2. Research Motivation & Questions

Visual exploration of bibliographic databases postures a key role towards maintaining the transparency, quality and consistency of the systematic reviews through specific software (CiteSpace, VOSviewer, etc.) [6]. This had contributed significantly towards reinforcing advancements which could be mostly visible in biomedical journals by applying systematic review methodologies [7]. Despite the fact, these principles could also be very relevant to almost any other knowledge domain embarking on achieving the earlier explained educational research objectives.

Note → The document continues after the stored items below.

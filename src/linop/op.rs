//! Operator tags.

use std::fmt;
use std::str::FromStr;

use crate::error::CanonError;

/// Kind of a linear operator node.
#[derive(Debug, Clone, Copy, PartialEq, Eq, Hash)]
pub enum OpTag {
    // ========== Leaves ==========
    /// A decision variable.
    Variable,
    /// A scalar constant.
    ScalarConst,
    /// A dense matrix constant.
    DenseConst,
    /// A sparse matrix constant.
    SparseConst,

    // ========== Elementwise / arithmetic ==========
    /// Elementwise sum of equally shaped arguments.
    Sum,
    /// Negation.
    Neg,
    /// Left multiplication by a constant: A @ x.
    Mul,
    /// Right multiplication by a constant: x @ B.
    Rmul,
    /// Elementwise multiplication by a constant.
    MulElem,
    /// Elementwise division by a constant.
    Div,

    // ========== Structural ==========
    /// Row/column slicing.
    Index,
    /// Transpose.
    Transpose,
    /// Reshape (column-major order preserved).
    Reshape,
    /// Vertical concatenation.
    Vstack,
    /// Horizontal concatenation.
    Hstack,
    /// Broadcast a scalar to the declared shape.
    Promote,

    // ========== Reductions and matrix structure ==========
    /// Sum of all entries.
    SumEntries,
    /// Matrix trace.
    Trace,
    /// Vector to diagonal matrix.
    DiagVec,
    /// Diagonal of a matrix as a vector.
    DiagMat,
    /// Strictly upper triangular entries as a vector.
    UpperTri,
    /// 1-D convolution with a constant kernel.
    Conv,
    /// Kronecker product with a constant on the left.
    Kron,
    /// Contributes nothing.
    NoOp,
}

impl OpTag {
    /// All tags, in declaration order.
    pub const ALL: [OpTag; 24] = [
        OpTag::Variable,
        OpTag::ScalarConst,
        OpTag::DenseConst,
        OpTag::SparseConst,
        OpTag::Sum,
        OpTag::Neg,
        OpTag::Mul,
        OpTag::Rmul,
        OpTag::MulElem,
        OpTag::Div,
        OpTag::Index,
        OpTag::Transpose,
        OpTag::Reshape,
        OpTag::Vstack,
        OpTag::Hstack,
        OpTag::Promote,
        OpTag::SumEntries,
        OpTag::Trace,
        OpTag::DiagVec,
        OpTag::DiagMat,
        OpTag::UpperTri,
        OpTag::Conv,
        OpTag::Kron,
        OpTag::NoOp,
    ];

    /// Canonical upper-case name of the tag.
    pub fn name(&self) -> &'static str {
        match self {
            OpTag::Variable => "VARIABLE",
            OpTag::ScalarConst => "SCALAR_CONST",
            OpTag::DenseConst => "DENSE_CONST",
            OpTag::SparseConst => "SPARSE_CONST",
            OpTag::Sum => "SUM",
            OpTag::Neg => "NEG",
            OpTag::Mul => "MUL",
            OpTag::Rmul => "RMUL",
            OpTag::MulElem => "MUL_ELEM",
            OpTag::Div => "DIV",
            OpTag::Index => "INDEX",
            OpTag::Transpose => "TRANSPOSE",
            OpTag::Reshape => "RESHAPE",
            OpTag::Vstack => "VSTACK",
            OpTag::Hstack => "HSTACK",
            OpTag::Promote => "PROMOTE",
            OpTag::SumEntries => "SUM_ENTRIES",
            OpTag::Trace => "TRACE",
            OpTag::DiagVec => "DIAG_VEC",
            OpTag::DiagMat => "DIAG_MAT",
            OpTag::UpperTri => "UPPER_TRI",
            OpTag::Conv => "CONV",
            OpTag::Kron => "KRON",
            OpTag::NoOp => "NO_OP",
        }
    }

    /// Check if this tag is a constant leaf.
    pub fn is_constant(&self) -> bool {
        matches!(
            self,
            OpTag::ScalarConst | OpTag::DenseConst | OpTag::SparseConst
        )
    }

    /// Check if this tag takes a constant operand in its payload.
    pub fn takes_operand(&self) -> bool {
        matches!(
            self,
            OpTag::Mul | OpTag::Rmul | OpTag::MulElem | OpTag::Div | OpTag::Conv | OpTag::Kron
        )
    }
}

impl fmt::Display for OpTag {
    fn fmt(&self, f: &mut fmt::Formatter<'_>) -> fmt::Result {
        f.write_str(self.name())
    }
}

impl FromStr for OpTag {
    type Err = CanonError;

    fn from_str(s: &str) -> Result<Self, Self::Err> {
        // SLICE is accepted as an alias of INDEX
        if s == "SLICE" {
            return Ok(OpTag::Index);
        }
        OpTag::ALL
            .iter()
            .find(|tag| tag.name() == s)
            .copied()
            .ok_or_else(|| CanonError::UnsupportedOperator(s.to_string()))
    }
}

On the other hand, advanced analytical algorithms also have high aptitude towards complementing these methods of visual exploration. These signs could be observed through the propositions of applying the combinations of text mining techniques to reduce the time reviewing relevant literature [8]. This implicitly addressed a methodological approach that works on identifying relevant literature searches through extractive summarization.

However, the spoken-of advanced analytical methods, as well as the visual exploration software, had somewhat suffered from the user interface lack of flexibility, as well as the restriction to data access. For instance, these advanced analytical methods had been set to retrieve data from open access repositories only; with an example of downloading a research paper corpus from a corpus database like Semantic Scholar (http://labs.semanticscholar.org/corpus/). This corpus database exposes both data samples, or the full data set through API call or Command Line Interface that is restricted to open access repositories (please see Appendix A.1). Likely, visual exploration software sees that the primary source of input data are only repositories like the Web of Science and PubMed [9].

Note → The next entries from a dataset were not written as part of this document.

#[cfg(test)]
mod tests {
    use super::*;
    use crate::linop::{dense, dense_vec, index, neg, scalar, sum, variable, vstack};
    use crate::sparse::csc_to_dense;

    fn columns(pairs: &[(u64, usize)]) -> IdToCol {
        IdToCol::from_pairs(pairs.iter().map(|&(id, col)| (VarId::new(id), col))).unwrap()
    }

    #[test]
    fn test_lower_variable() {
        let ids = columns(&[(0, 0)]);
        let settings = BuildSettings::default();
        let x = variable(0, 3);
        let mut ev = Evaluator::new(&ids, &settings);
        let lowered = ev.evaluate(0, &x).unwrap();
        assert_eq!(lowered.variables(), vec![VarId::new(0)]);
        assert_eq!(ev.widths()[&VarId::new(0)], 3);
    }

    #[test]
    fn test_unknown_variable_is_not_a_constant() {
        let ids = columns(&[(0, 0)]);
        let settings = BuildSettings::default();
        let root = sum(vec![variable(9, 1), scalar(1.0)]);
        let mut ev = Evaluator::new(&ids, &settings);
        let err = ev.evaluate(2, &root).unwrap_err();
        assert!(matches!(err, CanonError::UnknownVariable { expr: 2, .. }));
    }

    #[test]
    fn test_shared_node_is_cached() {
        let ids = columns(&[(0, 0)]);
        let settings = BuildSettings::default();
        let shared = neg(variable(0, 2));
        let root = sum(vec![shared.clone(), shared.clone(), shared]);
        let mut ev = Evaluator::new(&ids, &settings);
        let lowered = ev.evaluate(0, &root).unwrap();
        assert_eq!(ev.cache_hits(), 2);
        assert_eq!(ev.cache.len(), 1);
        let coeff = csc_to_dense(&lowered.coeffs[&VarId::new(0)]);
        assert_eq!(coeff, DMatrix::identity(2, 2) * -3.0);
    }

    #[test]
    fn test_single_owner_nodes_are_not_cached() {
        let ids = columns(&[(0, 0)]);
        let settings = BuildSettings::default();
        let root = neg(neg(vstack(vec![variable(0, 2), dense_vec(vec![1.0])])));
        let mut ev = Evaluator::new(&ids, &settings);
        ev.evaluate(0, &root).unwrap();
        assert!(ev.cache.is_empty());
        assert_eq!(ev.cache_hits(), 0);
    }

    #[test]
    fn test_evaluator_reused_across_roots() {
        let ids = columns(&[(0, 0)]);
        let settings = BuildSettings::default();
        let shared = neg(variable(0, 1));
        let mut forest = Vec::new();
        for i in 0..10 {
            forest.push(if i % 2 == 0 { variable(0, 1) } else { scalar(5.0) });
            forest.push(shared.clone());
        }

        let mut ev = Evaluator::new(&ids, &settings);
        for (i, root) in forest.iter().enumerate() {
            let lowered = ev.evaluate(i, root).unwrap();
            match root.op() {
                OpTag::Variable => {
                    assert_eq!(csc_to_dense(&lowered.coeffs[&VarId::new(0)])[(0, 0)], 1.0);
                    assert_eq!(lowered.constant[0], 0.0);
                }
                OpTag::ScalarConst => {
                    assert!(lowered.is_constant(), "root {} lowered as a variable", i);
                    assert_eq!(lowered.constant[0], 5.0);
                }
                OpTag::Neg => {
                    assert_eq!(csc_to_dense(&lowered.coeffs[&VarId::new(0)])[(0, 0)], -1.0);
                }
                other => panic!("unexpected root {:?}", other),
            }
        }
        assert_eq!(ev.cache_hits(), 9);
        assert_eq!(ev.cache.len(), 1);
    }

    #[test]
    fn test_cache_disabled() {
        let ids = columns(&[(0, 0)]);
        let settings = BuildSettings {
            memoize: false,
            ..BuildSettings::default()
        };
        let x = variable(0, 1);
        let root = sum(vec![x.clone(), x]);
        let mut ev = Evaluator::new(&ids, &settings);
        ev.evaluate(0, &root).unwrap();
        assert_eq!(ev.cache_hits(), 0);
        assert!(ev.cache.is_empty());
    }

    #[test]
    fn test_sum_shape_mismatch() {
        let ids = columns(&[(0, 0)]);
        let settings = BuildSettings::default();
        let root = sum(vec![variable(0, 2), dense_vec(vec![1.0, 2.0, 3.0])]);
        let mut ev = Evaluator::new(&ids, &settings);
        let err = ev.evaluate(1, &root).unwrap_err();
        assert!(matches!(
            err,
            CanonError::DimensionMismatch { op: OpTag::Sum, expr: 1, .. }
        ));
    }

    #[test]
    fn test_variable_width_must_be_consistent() {
        let ids = columns(&[(0, 0)]);
        let settings = BuildSettings::default();
        let root = vstack(vec![variable(0, 2), variable(0, 3)]);
        let mut ev = Evaluator::new(&ids, &settings);
        let err = ev.evaluate(0, &root).unwrap_err();
        assert!(matches!(
            err,
            CanonError::DimensionMismatch { op: OpTag::Variable, .. }
        ));
    }

    #[test]
    fn test_operand_must_be_constant() {
        let ids = columns(&[(0, 0), (1, 2)]);
        let settings = BuildSettings::default();
        let root = crate::linop::mul(variable(1, 1), variable(0, 2));
        let mut ev = Evaluator::new(&ids, &settings);
        let err = ev.evaluate(0, &root).unwrap_err();
        assert!(matches!(err, CanonError::InvalidOperand { op: OpTag::Mul, .. }));
    }

    #[test]
    fn test_mul_dense_operand() {
        let ids = columns(&[(0, 0)]);
        let settings = BuildSettings::default();
        let a = DMatrix::from_row_slice(2, 2, &[1.0, 2.0, 3.0, 4.0]);
        let root = crate::linop::mul(dense(a.clone()), variable(0, 2));
        let mut ev = Evaluator::new(&ids, &settings);
        let lowered = ev.evaluate(0, &root).unwrap();
        assert_eq!(csc_to_dense(&lowered.coeffs[&VarId::new(0)]), a);
    }

    #[test]
    fn test_extreme_slice_bounds_fail_cleanly() {
        let ids = columns(&[(0, 0)]);
        let settings = BuildSettings::default();
        let cases = [
            (Slice::new(0, isize::MAX, isize::MAX / 2 + 1), isize::MAX / 2 + 1),
            (Slice::new(0, isize::MAX, 1), 2),
            (Slice::new(-1, 2, 1), -1),
            (Slice::new(isize::MAX, isize::MIN, isize::MIN), isize::MAX),
        ];
        for (rows, bad) in cases {
            let root = index(variable(0, 2), rows, Slice::all(1));
            let mut ev = Evaluator::new(&ids, &settings);
            let err = ev.evaluate(0, &root).unwrap_err();
            assert!(
                matches!(err, CanonError::SliceOutOfBounds { index, len: 2, .. } if index == bad),
                "{:?} gave {:?}",
                rows,
                err
            );
        }
    }
}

These methods are without a doubt very valuable to researchers. Still, this lack of flexible user interface and restriction to data access poses key obstructions to executing systematic reviews in a timely manner. The sought-after stage of augmenting systematic reviews deems to be a challenge as a result.

Correspondingly, these earlier spoken-of pointers spark the discussion for the following interrogation: How can researchers extend the reach of applying extractive summarization for a relevant literature search beyond open access repositories, if not all scientific repositories especially, that many repositories do not follow open access standards? In addition, whether the technology landscape possess rather user-friendly interfaces enabling researchers to execute wider advanced analytical methods serving these principles of systematic reviews?

3. Research Methodology

In order to reinforce the above-discussed educational research objectives; the Cross-Industry Standard Process model for Data Mining (CRISP-DM) is being adopted as the research methodology for executing principles of systematic reviews [10]. Data mining is the knowledge discovery process which analyses large volumes of data from various aspects and summarizes it into useful information [11]. The data mining process is digested to formulate the CRSIP-DM process model. This model depicted in Figure 1 is composed out of six main iterative steps (Business Understanding, Data Understanding, Data Preparation, Modeling, Evaluation and Deployment) [12].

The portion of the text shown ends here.